Asylum seekers arrested as 31 suspects investigated for Cologne New Year's Eve sexual assaults


Berlin: Two asylum seekers have been arrested in connection with a series of New Year's Eve sexual assaults in Cologne, a development likely to fuel what already is a fierce battle over the status of hundreds of thousands of migrants who have flooded Europe in recent months.

The police said the two suspects were arrested around midnight in the same square outside the city's central train station where the attacks reportedly took place. The police said that during the arrests they had uncovered photos and videos of sexual assaults as well as a list of threatening phrases to use to intimidate German women.

Federal police announced they were investigating 31 other suspects – including an American – thought to be tied to the attacks. Eighteen of those are asylum seekers, police said.

Cologne police placed the number of suspects they were investigating at 21, and it was not immediately clear how or whether the two numbers overlapped. Under German law, the federal police are responsible for probing crimes that originated within the train station, while the city police are responsible for investigating acts outside it.

Initial reports had put the number of young men present during the attacks at close to 1000, though many were thought to be revellers and not attackers.


Still, on Friday the official tally of victims passed 200, and police reports continued to be filed. In addition to the attacks in Cologne, police are investigating similar, though less numerous, assaults in Dusseldorf, Frankfurt, Hamburg and Stuttgart.

Meanwhile, police in Finland, which has accepted about 20,000 asylum seekers this year, reported that they had thwarted plans for similar attacks in the country's capital, Helsinki.  Police said they had received information that as many as 1000 men were planning to assault women outside Helsinki's central train station on New Year's Eve and  that police had been marshalled there to deal with the possibility. Thus far, only three Finnish women have reported being assaulted by the crowd.

As in Germany – which has taken in more than 1 million refugees this year, most thought to be from Syria – the asylum seekers in Finland are predominantly young, unaccompanied men. Most are thought to have come from Iraq.

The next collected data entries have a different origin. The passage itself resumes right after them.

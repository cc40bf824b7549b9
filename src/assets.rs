pub mod decode;
pub mod fetch;

pub use decode::{Resample, decode_cover};
pub use fetch::{ArtworkFetcher, ArtworkLoader, HttpFetcher};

Police have said they don't think there is a connection between the attacks, but the apparent police efforts in Finland to prevent the assaults are likely to increase the criticism of German police, who've been slammed for a timid and slow response to the chaos and then for apparently attempting to cover up the extent of the mayhem. Many victims of the attacks have told German news outlets they pleaded with police for help but were left to fend for themselves. On Friday, the Cologne police chief was suspended, a step towards his likely dismissal.

As is the custom in Germany, police identified the arrested suspects with only partial names. One, Issam D., was described as a 16-year-old Moroccan, while the other, Mohamed T., was said to be a 23-year-old from Tunisia. Police said Issam D. was "a known pickpocket".

Mohamed T. was reported to have been carrying what appeared to be a handwritten cheat sheet for sexual intimidation. The list had phrases in Arabic translated into German. The phrases included "I want to [have sex]", "I want to kiss you", "Big breasts", "I have a surprise" and most chillingly, "I will kill you".

Police said cellphones found on the suspects contained photos and videos showing attacks on women.

Meanwhile, federal police announced the nationalities of the 31 suspects they are investigating, a step that is likely to feed the debate over immigration. In addition to an American and two Germans, the group comprises nine Algerians, eight Moroccans, five Iranians, four Syrians, one Iraqi and one Serb. The police said 18 of the suspects are asylum seekers, and that most were suspected of physical assault and robbery.

No other information about those suspects was released.

On Thursday, German Chancellor Angela Merkel had said the nation must not allow those who abuse German law to escape without consequences, and she noted that those consequences should include the possibility of deportation.

Deportation may not be nearly as easily done as said, however. For starters, German law allows deportation only for crimes that result in at least a three-year prison sentence. Sexual assault in Germany typically carries a one-year sentence.

Beyond that, it appears that many of the suspects are minors, and young refugees cannot be deported under German law.  In addition, youth courts in Germany rarely hand out prison sentences, and then only very rarely a sentence as long as three years.

 And finally, German law will not allow deportation to a country where the deportee would be in danger.

The assaults are dominating German news coverage this week, and are being used by anti-refugee groups – which had been losing the national debate on the issue by a fairly wide margin – to show that accepting refugees is problematic national policy.

Frauke Petry, a spokeswoman for the anti-immigration Alternative for Deutschland political party, said the attacks were not without precedent in Germany.

"The mass abuse in Cologne reminds us of the lawless situation at the end of World War II," she said, referring the mass rapes by Soviet soldiers of German women during the occupation. Historians estimate that as many as 2 million German women were raped in the postwar years.